The NBA's Stimulus Package: The Rookie Draft Class of 2008

The NBA's Stimulus Package: The Rookie Draft Class of 2008
Feb 23, 2009, 12:36 am
For the second year in a row, an NBA rookie draft class came into the league with fairly high expectations. The 2007 class not only had enormous star quality at the top of the board with Greg Oden and Kevin Durant, but pundits leading up to the draft generally classified that group as deep, with expectations of potential contributors well into the late first round and beyond. Those rookie season hopes were largely unrealized, and not just by the felling of the mountainous Oden. The overall production of the 2007 class positions it as one of the weakest first-year classes in the last three decades.

Fortunately, the disappointments of last season have not been revisited: the rookie effort of the 2008 draft class has been a ringing success. The 2008 draft has produced the most potent first-year class since 1995, when now NBA graybeards Kevin Garnett, Rasheed Wallace, Joe Smith, and Antonio McDyess entered the league. Players throughout the first round are playing meaningful minutes and contributing to teams from San Antonio to Sacramento. This draft class brings back memories of a time when Huey Lewis was a megastar and Supply Side Economics sounded like a good idea. We have seemingly rolled back the clock to the mid-80s, a time when rookie classes were real contributors - before high school players became draft-eligible and international ballplayers of mystery became the darlings of scouts everywhere.

In fact, as will be discussed in detail, the 2008 draft class is perhaps the most astonishing first-year class in the last three decades.

2007 vs. 2008: The Midseason Tale of the Tape

As is our custom, we first examined the relative performance of this year's draft class versus its immediate predecessor by dividing each draft into four distinct bands (top ten picks, eleven to twenty, bottom of the first round, and second round) and comparing them head to head. For each of the four draft categories, we assigned a winner to the 2007 versus 2008 rookie draft clash.

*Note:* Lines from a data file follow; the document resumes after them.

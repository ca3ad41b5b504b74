use std::time::Duration;

use reqwest::StatusCode;
use serde::{Deserialize, Serialize};
use serde_json::json;

use crate::settings;

const ADVISOR_SYSTEM_PROMPT: &str = "You are a helpful financial advisor. Provide practical, actionable advice for personal finance, budgeting, saving, and investing.";

#[derive(Debug, thiserror::Error)]
pub enum AssistantError {
    #[error("API key not configured")]
    NotConfigured,
    #[error("model not found: {0}")]
    ModelNotFound(String),
    #[error("invalid or missing API key")]
    Unauthorized,
    #[error("{0}")]
    Request(String),
}

impl From<reqwest::Error> for AssistantError {
    fn from(e: reqwest::Error) -> Self {
        AssistantError::Request(e.to_string())
    }
}

#[derive(Deserialize)]
struct GeneratedText {
    generated_text: Option<String>,
}

#[derive(Serialize)]
struct ChatMessage<'a> {
    role: &'a str,
    content: &'a str,
}

#[derive(Deserialize)]
struct ChatCompletion {
    choices: Vec<ChatChoice>,
}

#[derive(Deserialize)]
struct ChatChoice {
    message: ChatReply,
}

#[derive(Deserialize)]
struct ChatReply {
    content: String,
}

/// Client for the hosted text-generation APIs behind the `ask`, `ask2` and
/// `openai` assistants.
#[derive(Clone)]
pub struct AssistantApi {
    client: reqwest::Client,
    huggingface_url: String,
    huggingface_api_key: Option<String>,
    openai_url: String,
    openai_api_key: Option<String>,
    openai_model: String,
}

impl AssistantApi {
    pub fn new(settings: &settings::Assistant) -> Result<Self, anyhow::Error> {
        let client = reqwest::Client::builder()
            .timeout(Duration::from_secs(settings.timeout_secs))
            .build()?;

        Ok(Self {
            client,
            huggingface_url: settings.huggingface_url.trim_end_matches('/').to_string(),
            huggingface_api_key: settings.huggingface_api_key.clone(),
            openai_url: settings.openai_url.clone(),
            openai_api_key: settings.openai_api_key.clone(),
            openai_model: settings.openai_model.clone(),
        })
    }

    /// Runs a text-generation model and returns its first generation, if any.
    pub async fn huggingface(
        &self,
        model: &str,
        inputs: String,
        parameters: serde_json::Value,
    ) -> Result<Option<String>, AssistantError> {
        let api_key = self
            .huggingface_api_key
            .as_deref()
            .ok_or(AssistantError::NotConfigured)?;

        let response = self
            .client
            .post(format!("{}/{}", self.huggingface_url, model))
            .bearer_auth(api_key)
            .json(&json!({ "inputs": inputs, "parameters": parameters }))
            .send()
            .await?;

        let response = check_status(response).await?;
        let generations: Vec<GeneratedText> = response.json().await?;
        log::debug!("Hugging Face {} returned {} generations.", model, generations.len());

        Ok(generations
            .into_iter()
            .next()
            .and_then(|generation| generation.generated_text))
    }

    pub async fn openai_chat(&self, message: &str) -> Result<String, AssistantError> {
        let api_key = self
            .openai_api_key
            .as_deref()
            .ok_or(AssistantError::NotConfigured)?;

        let messages = [
            ChatMessage {
                role: "system",
                content: ADVISOR_SYSTEM_PROMPT,
            },
            ChatMessage {
                role: "user",
                content: message,
            },
        ];

        let response = self
            .client
            .post(&self.openai_url)
            .bearer_auth(api_key)
            .json(&json!({
                "model": self.openai_model,
                "messages": messages,
                "max_tokens": 150,
                "temperature": 0.7,
            }))
            .send()
            .await?;

        let response = check_status(response).await?;
        let completion: ChatCompletion = response.json().await?;

        completion
            .choices
            .into_iter()
            .next()
            .map(|choice| choice.message.content)
            .ok_or_else(|| AssistantError::Request("completion had no choices".to_string()))
    }
}

async fn check_status(response: reqwest::Response) -> Result<reqwest::Response, AssistantError> {
    let status = response.status();
    if status.is_success() {
        return Ok(response);
    }

    let body = response.text().await.unwrap_or_default();
    log::warn!("Assistant API answered {}: {}", status, body);

    match status {
        StatusCode::NOT_FOUND => Err(AssistantError::ModelNotFound(body)),
        StatusCode::UNAUTHORIZED => Err(AssistantError::Unauthorized),
        _ => Err(AssistantError::Request(format!("{}: {}", status, body))),
    }
}
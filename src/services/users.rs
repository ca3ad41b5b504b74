use std::sync::Arc;

use async_trait::async_trait;
use tokio::sync::oneshot;

use super::{
    auth::{self, TokenKeys},
    RequestHandler, Service, ServiceError,
};
use crate::{
    models::users::{self, AuthSession, Credentials, NewUserRecord, Registration, UserProfile},
    repositories::UserStore,
};

pub enum UserRequest {
    Register {
        registration: Registration,
        response: oneshot::Sender<Result<AuthSession, ServiceError>>,
    },
    Login {
        credentials: Credentials,
        response: oneshot::Sender<Result<AuthSession, ServiceError>>,
    },
    GetUser {
        id: String,
        response: oneshot::Sender<Result<users::User, ServiceError>>,
    },
}

#[derive(Clone)]
pub struct UserRequestHandler {
    repository: Arc<dyn UserStore>,
    tokens: TokenKeys,
}

impl UserRequestHandler {
    pub fn new(repository: Arc<dyn UserStore>, tokens: TokenKeys) -> Self {
        UserRequestHandler { repository, tokens }
    }

    fn session(&self, user: &users::User) -> Result<AuthSession, ServiceError> {
        Ok(AuthSession {
            token: self.tokens.issue(&user.id, &user.email)?,
            user: UserProfile::from(user),
        })
    }

    async fn register(&self, registration: Registration) -> Result<AuthSession, ServiceError> {
        let name = registration.name.trim().to_string();
        let email = users::normalize_email(&registration.email);

        if name.is_empty() || email.is_empty() || registration.password.is_empty() {
            return Err(ServiceError::Validation(
                "Name, email and password are required".to_string(),
            ));
        }

        let password_hash = auth::hash_password(registration.password).await?;
        let user = self
            .repository
            .insert_user(NewUserRecord {
                name,
                email,
                password_hash,
            })
            .await
            .map_err(|e| ServiceError::Database(e.to_string()))?
            .ok_or_else(|| ServiceError::Validation("User already exists".to_string()))?;

        log::info!("Registered user {}.", user.id);
        self.session(&user)
    }

    async fn login(&self, credentials: Credentials) -> Result<AuthSession, ServiceError> {
        let email = users::normalize_email(&credentials.email);
        if email.is_empty() || credentials.password.is_empty() {
            return Err(ServiceError::Validation(
                "Email and password are required".to_string(),
            ));
        }

        let invalid = || ServiceError::Unauthorized("Invalid credentials".to_string());

        let user = self
            .repository
            .get_user_by_email(&email)
            .await
            .map_err(|e| ServiceError::Database(e.to_string()))?
            .ok_or_else(invalid)?;

        if !auth::verify_password(credentials.password, user.password_hash.clone()).await? {
            return Err(invalid());
        }

        self.session(&user)
    }

    async fn get_user(&self, id: &str) -> Result<users::User, ServiceError> {
        self.repository
            .get_user_by_id(id)
            .await
            .map_err(|e| ServiceError::Database(e.to_string()))?
            .ok_or_else(|| ServiceError::NotFound("User not found".to_string()))
    }
}

#[async_trait]
impl RequestHandler<UserRequest> for UserRequestHandler {
    async fn handle_request(&self, request: UserRequest) {
        match request {
            UserRequest::Register {
                registration,
                response,
            } => {
                let session = self.register(registration).await;
                let _ = response.send(session);
            }
            UserRequest::Login {
                credentials,
                response,
            } => {
                let session = self.login(credentials).await;
                let _ = response.send(session);
            }
            UserRequest::GetUser { id, response } => {
                let user = self.get_user(&id).await;
                let _ = response.send(user);
            }
        }
    }
}

pub struct UserService;

impl UserService {
    pub fn new() -> Self {
        UserService {}
    }
}

#[async_trait]
impl Service<UserRequest, UserRequestHandler> for UserService {}
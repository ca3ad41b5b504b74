use std::sync::Arc;

use async_trait::async_trait;
use chrono::{DateTime, Utc};
use sqlx::postgres::PgPoolOptions;

use crate::models::{
    expenses::{Expense, NewExpense},
    gamification::{Gamification, GamificationUpdate},
    users::{NewUserRecord, User},
};
use crate::settings::{Settings, StorageBackend};

pub mod assistant;
pub mod expenses;
pub mod memory;
pub mod users;

/// A mutation applied to one user's gamification block as a single unit.
pub type GamificationMutation<'a> = dyn Fn(&mut Gamification) + Send + Sync + 'a;

#[async_trait]
pub trait UserStore: Send + Sync + 'static {
    /// Returns `None` when the email is already taken.
    async fn insert_user(&self, user: NewUserRecord) -> Result<Option<User>, anyhow::Error>;

    async fn get_user_by_id(&self, user_id: &str) -> Result<Option<User>, anyhow::Error>;

    async fn get_user_by_email(&self, email: &str) -> Result<Option<User>, anyhow::Error>;

    /// Applies `mutation` atomically with respect to other updates of the
    /// same user. Returns `None` when the user does not exist.
    async fn update_gamification(
        &self,
        user_id: &str,
        mutation: &GamificationMutation<'_>,
    ) -> Result<Option<GamificationUpdate>, anyhow::Error>;

    /// Returns the number of users touched.
    async fn reset_monthly_counters(&self) -> Result<u64, anyhow::Error>;
}

#[async_trait]
pub trait ExpenseStore: Send + Sync + 'static {
    async fn insert_expense(
        &self,
        user_id: &str,
        expense: NewExpense,
    ) -> Result<Expense, anyhow::Error>;

    async fn list_expenses(&self, user_id: &str) -> Result<Vec<Expense>, anyhow::Error>;

    /// A missing `to` leaves the window open towards the future.
    async fn list_expenses_between(
        &self,
        user_id: &str,
        from: DateTime<Utc>,
        to: Option<DateTime<Utc>>,
    ) -> Result<Vec<Expense>, anyhow::Error>;

    async fn get_expense(&self, expense_id: &str) -> Result<Option<Expense>, anyhow::Error>;

    /// Returns whether a row was removed.
    async fn delete_expense(&self, expense_id: &str) -> Result<bool, anyhow::Error>;
}

#[derive(Clone)]
pub struct Stores {
    pub users: Arc<dyn UserStore>,
    pub expenses: Arc<dyn ExpenseStore>,
}

impl Stores {
    pub fn in_memory() -> Self {
        let store = memory::MemoryStore::new();

        Self {
            users: Arc::new(store.clone()),
            expenses: Arc::new(store),
        }
    }

    pub async fn connect(settings: &Settings) -> Result<Self, anyhow::Error> {
        match settings.storage.backend {
            StorageBackend::Memory => {
                log::warn!("Using in-memory storage, data is lost on restart.");
                Ok(Self::in_memory())
            }
            StorageBackend::Postgres => {
                let conn = PgPoolOptions::new()
                    .max_connections(settings.postgres.max_connections)
                    .connect(&settings.postgres.url)
                    .await?;

                if settings.postgres.run_migrations {
                    log::info!("Running database migrations.");
                    sqlx::migrate!("./migrations").run(&conn).await?;
                }

                Ok(Self {
                    users: Arc::new(users::UserRepository::new(conn.clone())),
                    expenses: Arc::new(expenses::ExpenseRepository::new(conn)),
                })
            }
        }
    }
}
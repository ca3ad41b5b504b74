use chrono::{DateTime, Utc};
use serde::{Deserialize, Serialize};

use super::gamification::Gamification;

#[derive(Clone, Debug, Serialize)]
#[serde(rename_all = "camelCase")]
pub struct User {
    #[serde(rename = "_id")]
    pub id: String,
    pub name: String,
    pub email: String,
    #[serde(skip_serializing)]
    pub password_hash: String,
    pub gamification: Gamification,
    pub created_at: DateTime<Utc>,
    pub updated_at: DateTime<Utc>,
}

/// What the stores need to create a user row.
#[derive(Clone, Debug)]
pub struct NewUserRecord {
    pub name: String,
    pub email: String,
    pub password_hash: String,
}

#[derive(Clone, Debug, Deserialize)]
pub struct Registration {
    #[serde(default)]
    pub name: String,
    #[serde(default)]
    pub email: String,
    #[serde(default)]
    pub password: String,
}

#[derive(Clone, Debug, Deserialize)]
pub struct Credentials {
    #[serde(default)]
    pub email: String,
    #[serde(default)]
    pub password: String,
}

#[derive(Clone, Debug, Serialize)]
pub struct UserProfile {
    #[serde(rename = "_id")]
    pub id: String,
    pub name: String,
    pub email: String,
}

impl From<&User> for UserProfile {
    fn from(user: &User) -> Self {
        Self {
            id: user.id.clone(),
            name: user.name.clone(),
            email: user.email.clone(),
        }
    }
}

#[derive(Clone, Debug, Serialize)]
pub struct AuthSession {
    pub token: String,
    pub user: UserProfile,
}

pub fn normalize_email(email: &str) -> String {
    email.trim().to_lowercase()
}
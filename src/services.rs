use std::sync::Arc;

use async_trait::async_trait;
use tokio::sync::{mpsc, oneshot};

use crate::repositories::{assistant::AssistantApi, Stores};
use crate::settings::Settings;

pub mod advisor;
pub mod auth;
pub mod expenses;
pub mod gamification;
pub mod http;
pub mod users;

#[derive(Debug, thiserror::Error)]
pub enum ServiceError {
    #[error("{0}")]
    Validation(String),
    #[error("{0}")]
    Unauthorized(String),
    #[error("{0}")]
    Forbidden(String),
    #[error("{0}")]
    NotFound(String),
    #[error("{message}: {details}")]
    Upstream { message: String, details: String },
    #[error("Database error: {0}")]
    Database(String),
    #[error("Communication error: {0} - {1}")]
    Communication(String, String),
    #[error("Internal error: {0}")]
    Internal(String),
}

#[async_trait]
pub trait RequestHandler<T>: Send + Sync + 'static
where
    T: Send + 'static,
{
    async fn handle_request(&self, request: T);
}

#[async_trait]
pub trait Service<T, H>: Send + Sync + 'static
where
    T: Send + 'static,
    H: RequestHandler<T> + Clone + Send,
{
    async fn run(&mut self, handler: H, receiver: &mut mpsc::Receiver<T>) {
        while let Some(request) = receiver.recv().await {
            let handler = handler.clone();

            tokio::spawn(async move {
                handler.handle_request(request).await;
            });
        }
    }
}

/// Sends a request carrying a fresh response channel and waits for the
/// service's answer.
pub async fn call<R, T>(
    channel: &mpsc::Sender<R>,
    service: &str,
    build: impl FnOnce(oneshot::Sender<Result<T, ServiceError>>) -> R,
) -> Result<T, ServiceError> {
    let (response_tx, response_rx) = oneshot::channel();

    channel
        .send(build(response_tx))
        .await
        .map_err(|e| ServiceError::Communication(service.to_string(), e.to_string()))?;

    response_rx
        .await
        .map_err(|e| ServiceError::Communication(service.to_string(), e.to_string()))?
}

#[derive(Clone)]
pub struct Channels {
    pub users: mpsc::Sender<users::UserRequest>,
    pub expenses: mpsc::Sender<expenses::ExpenseRequest>,
    pub gamification: mpsc::Sender<gamification::GamificationRequest>,
    pub advisor: mpsc::Sender<advisor::AdvisorRequest>,
}

/// Spawns every service loop and returns the channels that reach them.
pub fn spawn_services(
    stores: Stores,
    settings: &Settings,
    picker: Arc<dyn advisor::knowledge::ResponsePicker>,
) -> Result<Channels, anyhow::Error> {
    let (user_tx, mut user_rx) = mpsc::channel(512);
    let (expense_tx, mut expense_rx) = mpsc::channel(512);
    let (gamification_tx, mut gamification_rx) = mpsc::channel(512);
    let (advisor_tx, mut advisor_rx) = mpsc::channel(512);

    let mut user_service = users::UserService::new();
    let mut expense_service = expenses::ExpenseService::new();
    let mut gamification_service = gamification::GamificationService::new();
    let mut advisor_service = advisor::AdvisorService::new();

    log::info!("Starting user service.");
    let user_handler = users::UserRequestHandler::new(
        stores.users.clone(),
        auth::TokenKeys::new(&settings.auth),
    );
    tokio::spawn(async move {
        user_service.run(user_handler, &mut user_rx).await;
    });

    log::info!("Starting gamification service.");
    let gamification_handler =
        gamification::GamificationRequestHandler::new(stores.users.clone());
    tokio::spawn(async move {
        gamification_service
            .run(gamification_handler, &mut gamification_rx)
            .await;
    });

    log::info!("Starting expense service.");
    let expense_handler =
        expenses::ExpenseRequestHandler::new(stores.expenses.clone(), gamification_tx.clone());
    tokio::spawn(async move {
        expense_service.run(expense_handler, &mut expense_rx).await;
    });

    log::info!("Starting advisor service.");
    let advisor_handler = advisor::AdvisorRequestHandler::new(
        AssistantApi::new(&settings.assistant)?,
        picker,
        expense_tx.clone(),
        gamification_tx.clone(),
    );
    tokio::spawn(async move {
        advisor_service.run(advisor_handler, &mut advisor_rx).await;
    });

    Ok(Channels {
        users: user_tx,
        expenses: expense_tx,
        gamification: gamification_tx,
        advisor: advisor_tx,
    })
}

pub async fn start_services(stores: Stores, settings: Settings) -> Result<(), anyhow::Error> {
    let channels = spawn_services(
        stores,
        &settings,
        Arc::new(advisor::knowledge::RandomPicker),
    )?;

    log::info!("Starting HTTP server.");
    http::start_http_server(channels, &settings).await
}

Top Ten Picks, 2007 vs. 2008: The prospects for the top of the 2007 draft class were obviously hindered by the pre-season loss of Oden due to surgery. They were also impacted to a lesser extent by Mike Conley's injuries. However, Kevin Durant and Al Horford had reasonably productive rookie years by the all star break (Table 1). Yi Jianlian and Conley (when he was playing), had a few very good games as well. On the other hand, picks 7 through 10 of the 2007 draft did very little in the first half of their rookie year.

Table 1: Top 10 Picks in 2007 and 2008 – All Star Break Totals

In contrast, apart from Danilo Gallinari and Joe Alexander, the top ten picks of 2008 have been very productive. Eight of the top ten picks boast NBA efficiency scores in double digits (compared with only 4 rookies last year), with six of the eight scoring over 12.0. Last year only Durant and Horford attained that level of production. The only possible cause for disappointment in this crew is Beasley, who has failed to be as immediately explosive as some predicted. But his performance is critiqued largely as a result of the success of his brethren. Viewed apart from this context, his performance looks like that of many top 5 picks in recent years.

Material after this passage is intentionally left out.